Find every line in the records that holds the string "async". Copy each one.

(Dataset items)
▼
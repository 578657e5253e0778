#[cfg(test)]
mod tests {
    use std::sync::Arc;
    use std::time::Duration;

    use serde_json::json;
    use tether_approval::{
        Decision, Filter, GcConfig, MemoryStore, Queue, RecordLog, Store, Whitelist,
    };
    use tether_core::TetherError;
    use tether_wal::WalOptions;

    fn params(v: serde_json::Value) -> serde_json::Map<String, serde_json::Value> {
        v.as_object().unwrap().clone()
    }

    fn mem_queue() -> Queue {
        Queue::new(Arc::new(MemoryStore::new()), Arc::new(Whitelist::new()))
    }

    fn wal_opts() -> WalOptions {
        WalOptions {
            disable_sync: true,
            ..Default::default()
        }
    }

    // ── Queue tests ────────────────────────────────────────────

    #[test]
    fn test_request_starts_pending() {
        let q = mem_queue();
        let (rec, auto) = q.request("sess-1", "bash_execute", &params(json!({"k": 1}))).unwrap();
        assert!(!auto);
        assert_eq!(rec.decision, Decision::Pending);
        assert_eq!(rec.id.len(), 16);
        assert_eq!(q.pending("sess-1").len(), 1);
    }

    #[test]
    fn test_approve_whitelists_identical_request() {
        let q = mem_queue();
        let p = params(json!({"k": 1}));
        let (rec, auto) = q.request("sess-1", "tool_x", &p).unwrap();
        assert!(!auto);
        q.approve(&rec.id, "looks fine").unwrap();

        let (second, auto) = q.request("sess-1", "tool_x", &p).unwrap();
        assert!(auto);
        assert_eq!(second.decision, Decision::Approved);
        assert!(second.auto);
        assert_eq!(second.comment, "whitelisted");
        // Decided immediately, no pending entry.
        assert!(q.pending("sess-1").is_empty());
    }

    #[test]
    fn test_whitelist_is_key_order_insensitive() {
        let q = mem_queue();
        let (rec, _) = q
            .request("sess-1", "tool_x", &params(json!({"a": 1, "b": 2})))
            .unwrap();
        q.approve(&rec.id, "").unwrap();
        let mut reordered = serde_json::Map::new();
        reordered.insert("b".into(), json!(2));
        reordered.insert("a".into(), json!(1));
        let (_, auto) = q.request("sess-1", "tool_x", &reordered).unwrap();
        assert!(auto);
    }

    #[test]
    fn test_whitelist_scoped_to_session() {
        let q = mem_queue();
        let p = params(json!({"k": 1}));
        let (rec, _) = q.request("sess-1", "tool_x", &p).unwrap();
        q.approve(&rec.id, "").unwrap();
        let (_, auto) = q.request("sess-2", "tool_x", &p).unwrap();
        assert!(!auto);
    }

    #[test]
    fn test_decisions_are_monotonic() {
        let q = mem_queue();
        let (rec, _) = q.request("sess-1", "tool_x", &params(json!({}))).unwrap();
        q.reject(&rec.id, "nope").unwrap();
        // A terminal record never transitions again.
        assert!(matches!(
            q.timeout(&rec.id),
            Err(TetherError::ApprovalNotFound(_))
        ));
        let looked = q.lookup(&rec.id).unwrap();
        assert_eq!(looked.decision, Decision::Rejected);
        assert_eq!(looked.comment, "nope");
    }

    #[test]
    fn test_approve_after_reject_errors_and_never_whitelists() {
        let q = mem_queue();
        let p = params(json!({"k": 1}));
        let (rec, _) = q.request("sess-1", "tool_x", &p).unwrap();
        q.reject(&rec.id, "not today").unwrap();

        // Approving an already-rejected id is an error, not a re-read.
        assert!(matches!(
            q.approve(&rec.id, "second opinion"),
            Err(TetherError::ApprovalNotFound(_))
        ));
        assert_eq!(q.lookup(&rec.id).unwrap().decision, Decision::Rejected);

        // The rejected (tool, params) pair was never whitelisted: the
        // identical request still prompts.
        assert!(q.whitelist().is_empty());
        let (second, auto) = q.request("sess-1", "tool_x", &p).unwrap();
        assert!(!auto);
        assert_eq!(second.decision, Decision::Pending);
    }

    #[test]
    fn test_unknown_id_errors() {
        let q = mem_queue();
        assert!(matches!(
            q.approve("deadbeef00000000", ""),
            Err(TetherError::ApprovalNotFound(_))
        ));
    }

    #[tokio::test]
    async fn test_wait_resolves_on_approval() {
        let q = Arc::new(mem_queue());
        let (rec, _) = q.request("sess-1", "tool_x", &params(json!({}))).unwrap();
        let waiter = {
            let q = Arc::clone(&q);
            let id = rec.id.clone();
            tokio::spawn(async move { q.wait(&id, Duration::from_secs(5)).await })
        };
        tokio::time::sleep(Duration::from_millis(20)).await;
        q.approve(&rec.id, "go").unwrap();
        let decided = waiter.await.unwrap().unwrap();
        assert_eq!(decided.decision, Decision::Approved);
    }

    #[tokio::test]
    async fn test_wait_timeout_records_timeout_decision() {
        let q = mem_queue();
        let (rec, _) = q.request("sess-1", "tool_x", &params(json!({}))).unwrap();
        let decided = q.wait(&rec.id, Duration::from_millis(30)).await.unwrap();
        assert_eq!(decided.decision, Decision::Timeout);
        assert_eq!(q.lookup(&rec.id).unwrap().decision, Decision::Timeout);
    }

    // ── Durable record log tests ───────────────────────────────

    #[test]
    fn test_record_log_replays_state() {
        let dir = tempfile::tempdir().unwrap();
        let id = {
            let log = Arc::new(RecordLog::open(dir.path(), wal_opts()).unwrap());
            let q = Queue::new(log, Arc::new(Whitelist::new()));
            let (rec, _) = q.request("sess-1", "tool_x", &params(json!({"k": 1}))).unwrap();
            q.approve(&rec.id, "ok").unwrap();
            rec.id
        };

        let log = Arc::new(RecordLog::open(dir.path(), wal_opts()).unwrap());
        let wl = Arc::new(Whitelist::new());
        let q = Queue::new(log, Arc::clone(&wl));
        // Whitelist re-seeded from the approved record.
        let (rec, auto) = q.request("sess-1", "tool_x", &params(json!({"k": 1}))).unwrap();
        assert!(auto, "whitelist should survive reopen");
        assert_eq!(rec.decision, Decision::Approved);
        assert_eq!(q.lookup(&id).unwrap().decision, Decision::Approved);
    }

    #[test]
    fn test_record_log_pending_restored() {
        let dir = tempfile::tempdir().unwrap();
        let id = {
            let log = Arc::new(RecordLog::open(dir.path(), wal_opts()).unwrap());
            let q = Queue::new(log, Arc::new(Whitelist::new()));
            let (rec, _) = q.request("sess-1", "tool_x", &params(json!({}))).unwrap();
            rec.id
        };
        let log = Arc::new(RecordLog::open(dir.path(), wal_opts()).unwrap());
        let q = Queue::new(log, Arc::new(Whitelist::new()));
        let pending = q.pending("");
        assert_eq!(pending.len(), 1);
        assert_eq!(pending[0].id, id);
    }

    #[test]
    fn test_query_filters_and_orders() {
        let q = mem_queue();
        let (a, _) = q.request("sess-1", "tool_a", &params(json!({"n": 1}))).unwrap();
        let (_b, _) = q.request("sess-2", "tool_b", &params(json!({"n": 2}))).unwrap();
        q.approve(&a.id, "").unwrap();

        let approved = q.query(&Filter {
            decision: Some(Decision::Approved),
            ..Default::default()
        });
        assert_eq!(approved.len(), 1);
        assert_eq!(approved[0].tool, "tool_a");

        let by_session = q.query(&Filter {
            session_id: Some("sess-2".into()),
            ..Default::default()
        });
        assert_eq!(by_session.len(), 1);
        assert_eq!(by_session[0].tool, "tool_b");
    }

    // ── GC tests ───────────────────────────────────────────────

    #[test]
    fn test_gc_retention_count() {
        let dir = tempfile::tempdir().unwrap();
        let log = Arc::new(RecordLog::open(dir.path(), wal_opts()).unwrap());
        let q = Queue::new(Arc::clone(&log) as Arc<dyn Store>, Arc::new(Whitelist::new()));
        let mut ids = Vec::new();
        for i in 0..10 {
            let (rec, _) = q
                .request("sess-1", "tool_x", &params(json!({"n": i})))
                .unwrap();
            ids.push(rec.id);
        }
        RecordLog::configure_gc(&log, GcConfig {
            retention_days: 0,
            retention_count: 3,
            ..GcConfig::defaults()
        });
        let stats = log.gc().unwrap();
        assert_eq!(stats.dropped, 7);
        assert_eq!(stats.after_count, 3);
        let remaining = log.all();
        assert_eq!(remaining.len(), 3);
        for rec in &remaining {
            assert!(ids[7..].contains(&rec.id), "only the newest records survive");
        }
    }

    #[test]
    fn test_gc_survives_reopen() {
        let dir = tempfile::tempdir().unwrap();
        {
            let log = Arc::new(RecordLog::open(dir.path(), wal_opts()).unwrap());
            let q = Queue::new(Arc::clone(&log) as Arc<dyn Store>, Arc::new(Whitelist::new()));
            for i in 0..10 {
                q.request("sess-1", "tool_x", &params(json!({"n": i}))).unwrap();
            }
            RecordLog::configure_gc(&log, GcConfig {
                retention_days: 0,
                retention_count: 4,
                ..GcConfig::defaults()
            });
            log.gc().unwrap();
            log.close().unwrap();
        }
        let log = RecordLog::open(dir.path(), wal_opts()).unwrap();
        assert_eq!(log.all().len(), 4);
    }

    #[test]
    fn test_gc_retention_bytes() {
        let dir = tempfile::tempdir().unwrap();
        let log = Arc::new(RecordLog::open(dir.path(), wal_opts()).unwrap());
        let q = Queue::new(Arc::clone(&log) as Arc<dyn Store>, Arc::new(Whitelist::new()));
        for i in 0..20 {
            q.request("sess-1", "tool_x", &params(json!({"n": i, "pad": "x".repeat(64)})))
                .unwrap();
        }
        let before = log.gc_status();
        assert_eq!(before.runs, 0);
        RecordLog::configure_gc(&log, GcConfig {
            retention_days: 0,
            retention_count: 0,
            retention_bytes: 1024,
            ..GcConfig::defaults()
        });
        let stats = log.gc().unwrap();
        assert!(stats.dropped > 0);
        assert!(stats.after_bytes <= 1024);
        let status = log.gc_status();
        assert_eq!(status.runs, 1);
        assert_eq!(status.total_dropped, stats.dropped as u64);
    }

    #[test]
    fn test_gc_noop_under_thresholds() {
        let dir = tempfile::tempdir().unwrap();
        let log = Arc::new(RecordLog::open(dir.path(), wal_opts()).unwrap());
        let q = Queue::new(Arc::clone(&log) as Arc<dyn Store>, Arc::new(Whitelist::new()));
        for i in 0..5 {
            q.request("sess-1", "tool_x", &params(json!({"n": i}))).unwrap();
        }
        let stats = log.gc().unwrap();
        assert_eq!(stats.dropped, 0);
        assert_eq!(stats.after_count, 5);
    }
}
▲
### RESULT:
    async fn test_wait_resolves_on_approval() {
            tokio::spawn(async move { q.wait(&id, Duration::from_secs(5)).await })
    async fn test_wait_timeout_records_timeout_decision() {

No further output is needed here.